In summary, the UK system has many doctors per team with a chain of command upwards when a less experienced doctor does not know what to do, which incorporates multiple checks and balances for the patient to try and avoid accidents and misdiagnoses. The consultant has a responsibility to see all new patients and all the inpatients, the latter, several times during a working week. Residents never work more than 12 hours at a time unless under exceptional circumstances and hence, it is hoped that this will reduce mistakes by doctors.
Resident educational is somewhat informal as it takes place during ward rounds and post-take ward rounds, but there are also educational sessions carried out by all the consultants on an ongoing rota once a week to teach specific topics. Moreover, the Registrars also do training sessions for the junior doctors and medical students.
Grand rounds take place weekly as do journal clubs. Other training for higher exams the doctors usually do Self-Directed Learning and they may also go on training courses. Registrars also go on specific training courses. For advanced exams (MRCP) the consultants and Registrars will usually rotate on a training scheme whereby they will take the senior doctors to a patient and ask them to examine a body system. They will then provide their advice and constructive criticism on how the doctor can improve their examination skills in order to pass this high-level exam.
The MRCP exam concentrates on history and physical examination with little emphasis on scans such as CT or MRI.
All training sessions take place at lunchtime in most hospitals with food provided.
Moreover, I have never seen a UK doctor fall asleep in any meeting.
In summary, I think that the UK system is comfortable for working in but also for having free time as well; the so-called Work-Life Separation.
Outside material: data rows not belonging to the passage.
use thiserror::Error;

/// Top-level error type for the Metronome runtime.
#[derive(Debug, Error)]
pub enum MetronomeError {
    #[error("invalid task '{name}': {reason}")]
    InvalidTask { name: String, reason: String },

    #[error("configuration error: {0}")]
    ConfigError(String),

    #[error("installation error: {0}")]
    InstallationError(String),

    #[error("service error ({service}): {message}")]
    ServiceError { service: String, message: String },

    #[error(transparent)]
    Other(#[from] anyhow::Error),
}

impl MetronomeError {
    /// Process exit code the host reports when this error terminates it.
    pub fn exit_code(&self) -> i32 {
        match self {
            Self::ConfigError(_) => 3,
            Self::InstallationError(_) => 2,
            _ => 1,
        }
    }
}

#[cfg(test)]
mod tests {
    use super::*;

    #[test]
    fn exit_codes_follow_error_class() {
        assert_eq!(MetronomeError::ConfigError("bad".into()).exit_code(), 3);
        assert_eq!(MetronomeError::InstallationError("perm".into()).exit_code(), 2);
        assert_eq!(
            MetronomeError::Other(anyhow::anyhow!("boom")).exit_code(),
            1
        );
    }

    #[test]
    fn invalid_task_message_names_the_task() {
        let err = MetronomeError::InvalidTask {
            name: "ping".into(),
            reason: "interval must be positive".into(),
        };
        assert_eq!(err.to_string(), "invalid task 'ping': interval must be positive");
    }
}
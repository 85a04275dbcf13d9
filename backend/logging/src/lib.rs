//! Structured logging for Metronome.
//!
//! Console output plus an optional daily-rolling NDJSON file.

pub mod logger;

pub use logger::{init_logger, parse_level, LoggerOptions, DEFAULT_LOG_FILE_NAME};
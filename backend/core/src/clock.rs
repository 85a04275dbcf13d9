//! Time source for the scheduler.
//!
//! The event loop never reads the system clock directly; it asks a [`Clock`]
//! for "now" and for a timed wait. Production code uses [`SystemClock`];
//! tests drive virtual time through [`ManualClock`].

use std::sync::{Arc, Mutex};
use std::time::Duration;

use anyhow::Result;
use async_trait::async_trait;
use chrono::{DateTime, Utc};

#[async_trait]
pub trait Clock: Send + Sync {
    /// Current wall-clock time.
    fn now(&self) -> DateTime<Utc>;

    /// Wait for `duration`. Errors are reported to the event loop, which
    /// decides whether to fail fast or carry on.
    async fn sleep(&self, duration: Duration) -> Result<()>;
}

/// `at + step`, pinned to the last representable instant instead of
/// overflowing.
pub fn add_saturating(at: DateTime<Utc>, step: Duration) -> DateTime<Utc> {
    chrono::Duration::from_std(step)
        .ok()
        .and_then(|step| at.checked_add_signed(step))
        .unwrap_or(DateTime::<Utc>::MAX_UTC)
}

/// Wall clock backed by `chrono::Utc` and `tokio::time::sleep`.
#[derive(Debug, Clone, Copy, Default)]
pub struct SystemClock;

#[async_trait]
impl Clock for SystemClock {
    fn now(&self) -> DateTime<Utc> {
        Utc::now()
    }

    async fn sleep(&self, duration: Duration) -> Result<()> {
        tokio::time::sleep(duration).await;
        Ok(())
    }
}

/// Virtual clock. `sleep` advances time immediately instead of waiting.
///
/// Clones share the same time, so a test (or a task handler) can hold a
/// clone and move time forward while the scheduler owns another.
#[derive(Debug, Clone)]
pub struct ManualClock {
    now: Arc<Mutex<DateTime<Utc>>>,
}

impl ManualClock {
    pub fn new(start: DateTime<Utc>) -> Self {
        Self {
            now: Arc::new(Mutex::new(start)),
        }
    }

    /// Move time forward by `duration`.
    pub fn advance(&self, duration: Duration) {
        let mut now = self.now.lock().unwrap_or_else(|e| e.into_inner());
        *now = add_saturating(*now, duration);
    }

    /// Jump to an absolute point in time.
    pub fn set(&self, at: DateTime<Utc>) {
        *self.now.lock().unwrap_or_else(|e| e.into_inner()) = at;
    }
}

#[async_trait]
impl Clock for ManualClock {
    fn now(&self) -> DateTime<Utc> {
        *self.now.lock().unwrap_or_else(|e| e.into_inner())
    }

    async fn sleep(&self, duration: Duration) -> Result<()> {
        self.advance(duration);
        tokio::task::yield_now().await;
        Ok(())
    }
}
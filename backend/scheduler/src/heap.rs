//! Binary min-heap ordered by a key extracted from each item.
//!
//! Unlike `std::collections::BinaryHeap` the ordering is not tied to an `Ord`
//! impl on the item itself, and items may be mutated in place through
//! [`KeyedHeap::iter_mut`] as long as [`KeyedHeap::reheapify_all`] is called
//! before the next `peek_min`/`pop_min`/`insert`.

pub struct KeyedHeap<T, K, F>
where
    F: Fn(&T) -> K,
    K: Ord,
{
    items: Vec<T>,
    key: F,
}

impl<T, K, F> KeyedHeap<T, K, F>
where
    F: Fn(&T) -> K,
    K: Ord,
{
    pub fn new(key: F) -> Self {
        Self {
            items: Vec::new(),
            key,
        }
    }

    pub fn len(&self) -> usize {
        self.items.len()
    }

    pub fn is_empty(&self) -> bool {
        self.items.is_empty()
    }

    /// O(log n).
    pub fn insert(&mut self, item: T) {
        self.items.push(item);
        self.sift_up(self.items.len() - 1);
    }

    /// Item with the smallest key, without removing it. O(1).
    pub fn peek_min(&self) -> Option<&T> {
        self.items.first()
    }

    /// Remove and return the item with the smallest key. O(log n).
    pub fn pop_min(&mut self) -> Option<T> {
        if self.items.is_empty() {
            return None;
        }
        let last = self.items.len() - 1;
        self.items.swap(0, last);
        let min = self.items.pop();
        if !self.items.is_empty() {
            self.sift_down(0);
        }
        min
    }

    /// Restore the heap invariant after keys were rewritten in place. O(n).
    pub fn reheapify_all(&mut self) {
        for i in (0..self.items.len() / 2).rev() {
            self.sift_down(i);
        }
    }

    /// Items in storage order (not sorted).
    pub fn iter(&self) -> impl Iterator<Item = &T> {
        self.items.iter()
    }

    /// Mutable access in storage order. Changing keys breaks the heap
    /// invariant until `reheapify_all` is called.
    pub fn iter_mut(&mut self) -> impl Iterator<Item = &mut T> {
        self.items.iter_mut()
    }

    fn less(&self, a: usize, b: usize) -> bool {
        (self.key)(&self.items[a]) < (self.key)(&self.items[b])
    }

    fn sift_up(&mut self, mut i: usize) {
        while i > 0 {
            let parent = (i - 1) / 2;
            if !self.less(i, parent) {
                break;
            }
            self.items.swap(i, parent);
            i = parent;
        }
    }

    fn sift_down(&mut self, mut i: usize) {
        let len = self.items.len();
        loop {
            let left = 2 * i + 1;
            let right = left + 1;
            let mut smallest = i;
            if left < len && self.less(left, smallest) {
                smallest = left;
            }
            if right < len && self.less(right, smallest) {
                smallest = right;
            }
            if smallest == i {
                break;
            }
            self.items.swap(i, smallest);
            i = smallest;
        }
    }
}
impl SchedulerBuilder {
    pub fn new(config: SchedulerConfig) -> Self {
        Self {
            config,
            clock: None,
            downtime_hook: None,
            stop: None,
        }
    }

    pub fn clock(mut self, clock: impl Clock + 'static) -> Self {
        self.clock = Some(Arc::new(clock));
        self
    }

    pub fn downtime_hook(mut self, hook: impl DowntimeHook + 'static) -> Self {
        self.downtime_hook = Some(Box::new(hook));
        self
    }

    /// Share an existing stop handle, e.g. one the signal bridge already holds.
    pub fn stop_handle(mut self, stop: StopHandle) -> Self {
        self.stop = Some(stop);
        self
    }

    pub fn build(self) -> Scheduler {
        Scheduler {
            config: self.config,
            clock: self.clock.unwrap_or_else(|| Arc::new(SystemClock)),
            tasks: task_heap(),
            downtime: DowntimeTracker::new(),
            downtime_hook: self.downtime_hook.unwrap_or_else(|| Box::new(LogDowntime)),
            stop: self.stop.unwrap_or_default(),
            state: SchedulerState::Stopped,
        }
    }
}

/// Single-threaded recurring-task event loop.
///
/// Each iteration sleeps until the earliest task is due (or a stop is
/// requested), then runs every task whose due time has passed in due order.
/// Delay observed at wake-up or per execution feeds the downtime tracker.
pub struct Scheduler {
    config: SchedulerConfig,
    clock: Arc<dyn Clock>,
    tasks: TaskHeap,
    downtime: DowntimeTracker,
    downtime_hook: Box<dyn DowntimeHook>,
    stop: StopHandle,
    state: SchedulerState,
}

impl std::fmt::Debug for Scheduler {
    fn fmt(&self, f: &mut std::fmt::Formatter<'_>) -> std::fmt::Result {
        f.debug_struct("Scheduler")
            .field("config", &self.config)
            .field("downtime", &self.downtime)
            .field("stop", &self.stop)
            .field("state", &self.state)
            .finish_non_exhaustive()
    }
}

impl Scheduler {
    pub fn new(config: SchedulerConfig) -> Self {
        SchedulerBuilder::new(config).build()
    }

    pub fn builder(config: SchedulerConfig) -> SchedulerBuilder {
        SchedulerBuilder::new(config)
    }

    pub fn config(&self) -> &SchedulerConfig {
        &self.config
    }

    pub fn state(&self) -> SchedulerState {
        self.state
    }

    pub fn stop_handle(&self) -> StopHandle {
        self.stop.clone()
    }

    pub fn request_stop(&self) {
        self.stop.request_stop();
    }

    /// Downtime accumulated in the current iteration and not yet reported.
    pub fn downtime(&self) -> Duration {
        self.downtime.accumulated()
    }

    pub fn task_count(&self) -> usize {
        self.tasks.len()
    }

    /// Due time of the earliest task.
    pub fn next_due(&self) -> Option<DateTime<Utc>> {
        self.tasks.peek_min().and_then(RecurringTask::next_execution)
    }

    pub fn task(&self, name: &str) -> Option<&RecurringTask> {
        self.tasks.iter().find(|t| t.name() == name)
    }

    pub fn tasks(&self) -> impl Iterator<Item = &RecurringTask> {
        self.tasks.iter()
    }

    /// Register a recurring task; it first becomes due immediately.
    pub fn register<H>(
        &mut self,
        name: impl Into<String>,
        handler: H,
        interval: Duration,
        fixed_schedule: bool,
    ) -> Result<(), MetronomeError>
    where
        H: FnMut() -> Result<()> + Send + 'static,
    {
        let task = RecurringTask::new(name, Box::new(handler), interval, fixed_schedule)?;
        self.add_task(task);
        Ok(())
    }

    /// Insert a task, seeding its due time with "now" unless already set.
    pub fn add_task(&mut self, mut task: RecurringTask) {
        if task.next_execution().is_none() {
            task.compute_next_execution_time(self.clock.now());
        }
        info!(
            task = %task.name(),
            interval_secs = task.interval().as_secs_f64(),
            fixed_schedule = task.fixed_schedule(),
            "Registered recurring task"
        );
        self.tasks.insert(task);
    }

    /// Run the event loop until a stop is requested, a single run completes,
    /// or (in debug mode) an error occurs.
    pub async fn run(&mut self) -> Result<()> {
        self.state = SchedulerState::Running;
        info!(tasks = self.tasks.len(), "Event queue started");

        while self.state == SchedulerState::Running {
            if let Err(e) = self.run_iteration().await {
                if self.config.debug_mode {
                    warn!("Propagating error due to debug_mode=true");
                    self.state = SchedulerState::Stopped;
                    return Err(e);
                }
                error!(error = %format!("{e:#}"), "Error in event queue");
            }

            if self.config.single_run || self.stop.is_stop_requested() {
                self.state = SchedulerState::Stopping;
            }
        }

        self.state = SchedulerState::Stopped;
        info!("Event queue stopped");
        Ok(())
    }

    async fn run_iteration(&mut self) -> Result<()> {
        let now = self.clock.now();
        let head_due = self.next_due();
        let wait = match head_due {
            Some(due) => (due - now).to_std().unwrap_or(Duration::ZERO),
            None => ETERNITY,
        };

        if !wait.is_zero() {
            debug!(seconds = wait.as_secs_f64(), "Sleeping (or until next signal)");

            match self.wait(wait).await {
                WakeReason::TimedOut => debug!("Woken by timer"),
                WakeReason::Interrupted => {
                    info!("Event queue interrupted by signal");
                    self.state = SchedulerState::Stopping;
                }
                WakeReason::Error(e) => {
                    if self.config.debug_mode {
                        return Err(e.context("Error while waiting for next task"));
                    }
                    error!(error = %format!("{e:#}"), "Error while waiting for signal");
                }
            }

            if let Some(due) = head_due {
                let overslept = elapsed_since(due, self.clock.now());
                if overslept > self.config.maximum_timer_slack {
                    self.track_downtime(overslept);
                }
            }
        }

        self.drain_due_tasks()?;

        let downtime = self.downtime.drain_and_report();
        if !downtime.is_zero() {
            self.downtime_hook.handle_downtime(downtime);
        }

        Ok(())
    }

    /// Sleep for `duration` unless a stop request arrives first.
    async fn wait(&self, duration: Duration) -> WakeReason {
        if self.stop.is_stop_requested() {
            return WakeReason::Interrupted;
        }
        tokio::select! {
            biased;
            _ = self.stop.stopped() => WakeReason::Interrupted,
            result = self.clock.sleep(duration) => match result {
                Ok(()) => WakeReason::TimedOut,
                Err(e) => WakeReason::Error(e),
            },
        }
    }

    /// Run every task due at or before now, earliest first. The clock is
    /// re-read before each check since handlers take time.
    fn drain_due_tasks(&mut self) -> Result<()> {
        loop {
            let now = self.clock.now();
            match self.next_due() {
                Some(due) if due <= now => {}
                _ => return Ok(()),
            }
            let Some(mut task) = self.tasks.pop_min() else {
                return Ok(());
            };

            let delay = task.delay_at(now);
            task.compute_next_execution_time(now);

            let name = task.name().to_string();
            let delay_secs = delay.as_secs_f64();
            debug!(task = %name, delay_secs, "Executing task *** START ***");
            let outcome = task.execute();
            // Re-queue before propagating so a failing task keeps its schedule.
            // A failed execution's lateness is not tracked as downtime.
            self.tasks.insert(task);
            outcome.with_context(|| format!("Task '{name}' failed"))?;
            debug!(task = %name, delay_secs, "Executing task *** END ***");

            if delay > self.config.minimum_downtime_duration {
                self.track_downtime(delay);
            }
        }
    }

    fn track_downtime(&mut self, delay: Duration) {
        let now = self.clock.now();
        self.downtime.track(delay, &mut self.tasks, now);
    }
}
Doctors do not need to remain in the hospital out of hours as any problem is handled by the on-call team for that time, and that includes speaking with relatives.
There is an upward chain of responsibility by every member of the team and a very good but informal way of training the junior doctors on frequent wards rounds at the bedside plus formal teaching sessions.
Training focuses on the patient and not on interpreting radiological scans.
This is a different system to that found in Japan and such a system may be somewhat of a surprise to you.